[What to do]
Report back every line below that carries the word "unplannable".

[Supplied entries]
****

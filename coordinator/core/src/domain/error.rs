// Copyright (c) 2026 Quorum Labs
// SPDX-License-Identifier: AGPL-3.0

use super::work_item::WorkItemId;

/// Errors surfaced by the Task Reasoner. Validation and planning errors are
/// the caller's to fix and are never retried internally.
#[derive(Debug, thiserror::Error)]
pub enum ReasonerError {
    #[error("validation failed: {0}")]
    Validation(String),

    #[error("dependency cycle involving {} work item(s)", unplannable.len())]
    CyclicDependency { unplannable: Vec<WorkItemId> },

    #[error("no eligible worker for kind '{kind}'")]
    NoEligibleWorker { kind: String },
}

****

[Solved exercise]
    #[error("dependency cycle involving {} work item(s)", unplannable.len())]
    CyclicDependency { unplannable: Vec<WorkItemId> },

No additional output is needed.